The Three Critical Contingencies

 

Inspection Contingency

 

This gives you 7-10 days (typically) to hire an inspector, discover property problems, and negotiate repairs or price reductions. Without inspection contingency, you close without professional evaluation. You discover foundation crack after closing—owner’s problem now.

 

With inspection contingency, inspector finds crack. You negotiate repair or price reduction before closing. If negotiation fails, you walk away without penalty.

 

Appraisal Contingency

 

Lender orders appraisal. If property appraises below your purchase price, you have protection. Example: You offer $450,000 for a Portland home. Appraisal comes in at $430,000. With appraisal contingency, you can renegotiate price down to $430,000 or walk away.

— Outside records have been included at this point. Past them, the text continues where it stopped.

//! Outbound row events for the rendering layer

use parking_lot::Mutex;

use crate::model::{RowKind, RowPath};

/// Effect of a Model Store mutation, as seen by the UI
#[derive(Debug, Clone, PartialEq)]
pub enum RowEvent {
    /// A row was appended as the last child of `parent`
    RowAppended {
        parent: RowPath,
        path: RowPath,
        label: String,
        summary: String,
        is_leaf_marker: bool,
        kind: RowKind,
    },

    /// Every descendant of `path` was removed
    SubtreeRemoved { path: RowPath },

    /// The whole tree was torn down
    Cleared,
}

/// Trait for components that mirror the tree into widgets
pub trait TreeSubscriber: Send + Sync {
    /// Called after each store mutation
    fn on_row_event(&self, event: &RowEvent);
}

/// Subscriber that records every event it sees
#[derive(Debug, Default)]
pub struct EventLog {
    events: Mutex<Vec<RowEvent>>,
}

impl EventLog {
    pub fn new() -> Self {
        Self::default()
    }

    /// Take the recorded events, leaving the log empty
    pub fn drain(&self) -> Vec<RowEvent> {
        std::mem::take(&mut *self.events.lock())
    }

    pub fn len(&self) -> usize {
        self.events.lock().len()
    }

    pub fn is_empty(&self) -> bool {
        self.events.lock().is_empty()
    }
}

impl TreeSubscriber for EventLog {
    fn on_row_event(&self, event: &RowEvent) {
        self.events.lock().push(event.clone());
    }
}
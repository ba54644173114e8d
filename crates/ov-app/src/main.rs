//! Main application entry point

use std::path::PathBuf;

use anyhow::{Context as _, Result};
use clap::Parser;
use eframe::egui;
use tracing::info;

use ov_expander::ExpanderConfig;

mod app;
mod tree_panel;

use app::ObjectViewerApp;

#[derive(Parser)]
#[command(name = "objview")]
#[command(about = "Explore an object graph as a lazily expanded tree")]
struct Cli {
    /// JSON document to explore; the built-in sample graph if omitted
    file: Option<PathBuf>,

    /// Expander configuration (JSON)
    #[arg(long)]
    config: Option<PathBuf>,
}

fn main() -> Result<()> {
    // Initialize tracing
    tracing_subscriber::fmt::init();

    let cli = Cli::parse();
    let config = match &cli.config {
        Some(path) => ExpanderConfig::load(path)
            .with_context(|| format!("Failed to load config {}", path.display()))?,
        None => ExpanderConfig::default(),
    };

    info!("Starting object viewer");

    let options = eframe::NativeOptions {
        viewport: egui::ViewportBuilder::default()
            .with_inner_size([900.0, 700.0])
            .with_min_inner_size([400.0, 300.0]),
        ..Default::default()
    };

    let file = cli.file;
    eframe::run_native(
        "Object Viewer",
        options,
        Box::new(move |cc| Box::new(ObjectViewerApp::new(cc, config, file))),
    )
    .map_err(|e| anyhow::anyhow!("Failed to run app: {}", e))?;

    Ok(())
}
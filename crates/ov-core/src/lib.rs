//! Core functionality for the object viewer
//!
//! This crate provides the display-row tree, the path->object side-table,
//! the outbound row events and the introspection capability set that the
//! lazy expander is written against.

pub mod events;
pub mod inspect;
pub mod model;
pub mod summary;

// Re-export commonly used types
pub use events::{EventLog, RowEvent, TreeSubscriber};
pub use inspect::{
    same_object, Capabilities, Capability, Inspect, InspectError, ObjectRef, SortKey,
};
pub use model::{
    Binding, DisplayRow, Materialization, ModelError, ModelStore, RowId, RowKind, RowPath,
};
pub use summary::{summarize, truncate_summary, ELLIPSIS, SUMMARY_BUDGET};
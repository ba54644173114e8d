use std::sync::Arc;

use indexmap::IndexMap;
use parking_lot::RwLock;

use super::{ArgSpec, Obj, Object, Payload};

/// Built-in types created with every graph, besides `type` and `object`
const BUILTIN_TYPES: &[&str] = &[
    "NoneType",
    "bool",
    "int",
    "float",
    "str",
    "bytes",
    "list",
    "tuple",
    "dict",
    "module",
    "function",
    "builtin_function_or_method",
    "method",
    "staticmethod",
    "classmethod",
    "FullArgSpec",
    "member_descriptor",
];

/// Factory for graph objects, owning the built-in type objects.
///
/// `type` is its own class and every built-in derives from `object`, so the
/// type objects form a cycle that lives as long as any object of the graph.
pub struct ObjectGraph {
    types: IndexMap<String, Obj>,
}

impl ObjectGraph {
    pub fn new() -> Self {
        let object_bases = Arc::new(Object::new("tuple", None, Payload::Tuple(Vec::new()), false));
        let object_type = Arc::new(Object::new(
            "type",
            None,
            Payload::Type {
                name: "object".to_string(),
                bases: object_bases,
                slots: None,
                slot_members: IndexMap::new(),
            },
            true,
        ));
        let type_bases = Arc::new(Object::new(
            "tuple",
            None,
            Payload::Tuple(vec![object_type.clone()]),
            false,
        ));
        let type_type = Arc::new(Object::new(
            "type",
            None,
            Payload::Type {
                name: "type".to_string(),
                bases: type_bases,
                slots: None,
                slot_members: IndexMap::new(),
            },
            true,
        ));
        type_type.set_class(type_type.clone());
        object_type.set_class(type_type.clone());

        let mut graph = Self {
            types: IndexMap::new(),
        };
        graph.types.insert("type".to_string(), type_type);
        graph.types.insert("object".to_string(), object_type);

        for name in BUILTIN_TYPES {
            let ty = graph.new_type(name, &[], None);
            graph.types.insert(name.to_string(), ty);
        }

        // Bases tuples made before `tuple` existed
        if let Some(tuple) = graph.builtin_type("tuple") {
            for ty in graph.types.values() {
                if let Payload::Type { bases, .. } = ty.payload() {
                    if bases.class_of().is_none() {
                        bases.set_class(tuple.clone());
                    }
                }
            }
        }

        graph
    }

    /// A built-in type object by name
    pub fn builtin_type(&self, name: &str) -> Option<Obj> {
        self.types.get(name).cloned()
    }

    pub fn type_type(&self) -> Obj {
        self.types["type"].clone()
    }

    pub fn object_type(&self) -> Obj {
        self.types["object"].clone()
    }

    fn make(&self, type_name: &str, payload: Payload, has_dict: bool) -> Obj {
        Arc::new(Object::new(
            type_name,
            self.builtin_type(type_name),
            payload,
            has_dict,
        ))
    }

    pub fn none(&self) -> Obj {
        self.make("NoneType", Payload::None, false)
    }

    pub fn boolean(&self, value: bool) -> Obj {
        self.make("bool", Payload::Bool(value), false)
    }

    pub fn int(&self, value: i64) -> Obj {
        self.make("int", Payload::Int(value), false)
    }

    pub fn float(&self, value: f64) -> Obj {
        self.make("float", Payload::Float(value), false)
    }

    pub fn str(&self, value: impl Into<String>) -> Obj {
        self.make("str", Payload::Str(value.into()), false)
    }

    pub fn bytes(&self, value: Vec<u8>) -> Obj {
        self.make("bytes", Payload::Bytes(value), false)
    }

    pub fn list(&self, items: Vec<Obj>) -> Obj {
        self.make("list", Payload::List(RwLock::new(items)), false)
    }

    pub fn tuple(&self, items: Vec<Obj>) -> Obj {
        self.make("tuple", Payload::Tuple(items), false)
    }

    /// A dict; later duplicates of a key are kept as given
    pub fn dict(&self, entries: Vec<(Obj, Obj)>) -> Obj {
        self.make("dict", Payload::Dict(RwLock::new(entries)), false)
    }

    /// A module with `__name__` and `__doc__` set
    pub fn module(&self, name: &str) -> Obj {
        let module = self.make("module", Payload::Module(name.to_string()), true);
        module.set_attr("__name__", self.str(name));
        module.set_attr("__doc__", self.none());
        module
    }

    pub fn function(&self, name: &str, args: &[&str]) -> Obj {
        self.function_with_spec(
            name,
            ArgSpec {
                args: args.iter().map(|a| a.to_string()).collect(),
                ..ArgSpec::default()
            },
        )
    }

    pub fn function_with_spec(&self, name: &str, spec: ArgSpec) -> Obj {
        let signature = self.make("FullArgSpec", Payload::Signature(spec), false);
        self.make(
            "function",
            Payload::Function {
                name: name.to_string(),
                signature,
            },
            true,
        )
    }

    /// A native callable whose signature cannot be inspected
    pub fn native(&self, name: &str) -> Obj {
        self.make("builtin_function_or_method", Payload::Native(name.to_string()), false)
    }

    pub fn method(&self, name: &str, receiver: &Obj) -> Obj {
        self.make(
            "method",
            Payload::Method {
                name: name.to_string(),
                receiver: receiver.clone(),
            },
            false,
        )
    }

    pub fn static_method(&self, function: &Obj) -> Obj {
        self.make("staticmethod", Payload::StaticMethod(function.clone()), false)
    }

    pub fn class_method(&self, function: &Obj) -> Obj {
        self.make("classmethod", Payload::ClassMethod(function.clone()), false)
    }

    /// A class deriving from `bases` (or `object` when empty).
    ///
    /// With `slots`, instances get declared slots instead of a dictionary.
    pub fn class(&self, name: &str, bases: &[Obj], slots: Option<&[&str]>) -> Obj {
        let class = self.new_type(name, bases, slots);
        class.set_attr("__module__", self.str("__main__"));
        class.set_attr("__doc__", self.none());
        class
    }

    fn new_type(&self, name: &str, bases: &[Obj], slots: Option<&[&str]>) -> Obj {
        let bases = if bases.is_empty() {
            self.builtin_type("object").into_iter().collect()
        } else {
            bases.to_vec()
        };

        let slots: Option<Vec<String>> = slots.map(|names| names.iter().map(|s| s.to_string()).collect());
        let slot_members = slots
            .iter()
            .flatten()
            .map(|slot| {
                let member = self.make(
                    "member_descriptor",
                    Payload::MemberDescriptor {
                        name: slot.clone(),
                        owner: name.to_string(),
                    },
                    false,
                );
                (slot.clone(), member)
            })
            .collect();

        Arc::new(Object::new(
            "type",
            self.builtin_type("type"),
            Payload::Type {
                name: name.to_string(),
                bases: self.tuple(bases),
                slots,
                slot_members,
            },
            true,
        ))
    }

    /// A fresh instance of `class`
    pub fn instance(&self, class: &Obj) -> Obj {
        let (type_name, slots) = match class.payload() {
            Payload::Type { name, slots, .. } => (name.clone(), slots.clone()),
            _ => ("object".to_string(), None),
        };
        let has_dict = slots.is_none();

        Arc::new(Object::new(
            type_name,
            Some(class.clone()),
            Payload::Instance {
                slots,
                slot_values: RwLock::new(IndexMap::new()),
            },
            has_dict,
        ))
    }
}

impl Default for ObjectGraph {
    fn default() -> Self {
        Self::new()
    }
}
//! Constraint-programming TSPTW solver with large neighbourhood search.
//!
//! This crate provides [`CpLnsSolver`], the default implementation of the
//! [`Solver`](tsptw_core::Solver) trait. It posts the instance onto the
//! `tsptw-cp` engine as a sequencing model ([`TsptwModel`]), loads the seed
//! tour as warm start and lets [`ConsecutiveNeighborhood`] pick which run of
//! positions to re-optimize at every restart.
//!
//! The stream it returns is lazy: the engine only searches while the caller
//! asks for the next improvement.

#![forbid(unsafe_code)]
#![cfg_attr(docsrs, feature(doc_cfg))]

mod model;
mod neighborhood;
mod solver;

pub use model::{TsptwModel, TsptwVars};
pub use neighborhood::ConsecutiveNeighborhood;
pub use solver::{CpLnsConfig, CpLnsSolver};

Without it, you’re obligated to pay $450,000 despite appraisal showing lower value.

 

Financing Contingency

 

This protects your loan approval. If lender denies financing despite pre-approval, financing contingency lets you walk away. Without it, you’re obligated to close but can’t get financing—you lose earnest money and face lawsuit.

 
 
 

How Contingencies Work

 

You include contingencies in offer. Timeline: inspection (7-10 days), appraisal (depends on lender, typically 14-21 days from initial offer), financing (21-30 days). If contingency isn’t met (inspection reveals problems, appraisal is low, financing denied), you have right to renegotiate or walk. If you walk without legitimate contingency failure, seller keeps your earnest money.

 
 
 

Contingency Removal

 

Once you’re satisfied contingency is met, you remove it. Inspector approved property? Remove inspection contingency. Appraisal hit target? Remove appraisal contingency. Loan approved? Remove financing contingency.

 
 
 

Common Contingency Mistakes

 

•             Removing contingencies too early (before thorough inspection)

 

•             Not setting realistic appraisal protections (not enough down payment buffer)

 

•             Weak financing contingency wording (not detailed enough)

 

•             Not including title insurance contingency

 
 
 

Seller Perspective

 

Sellers negotiate contingency terms too. In strong buyer markets, sellers demand: - Shorter inspection periods (5 days vs. 10) - Aggressive appraisal gaps (buyer accepts $20K shortfall) - Earlier contingency removal dates

 
 
 

For Portland Buyers

 

Current market (2025) favors buyers. You have negotiating power on contingencies. Use it.

 

Typical good contingency set: 10-day inspection, appraisal protection at 5% gap, 21-day financing contingency, title insurance contingency.

 
 
 

Bottom Line

 

Contingencies protect you. They’re not seller-unfriendly; they’re reasonable protections. Buyers without contingencies are gambling. Always include them.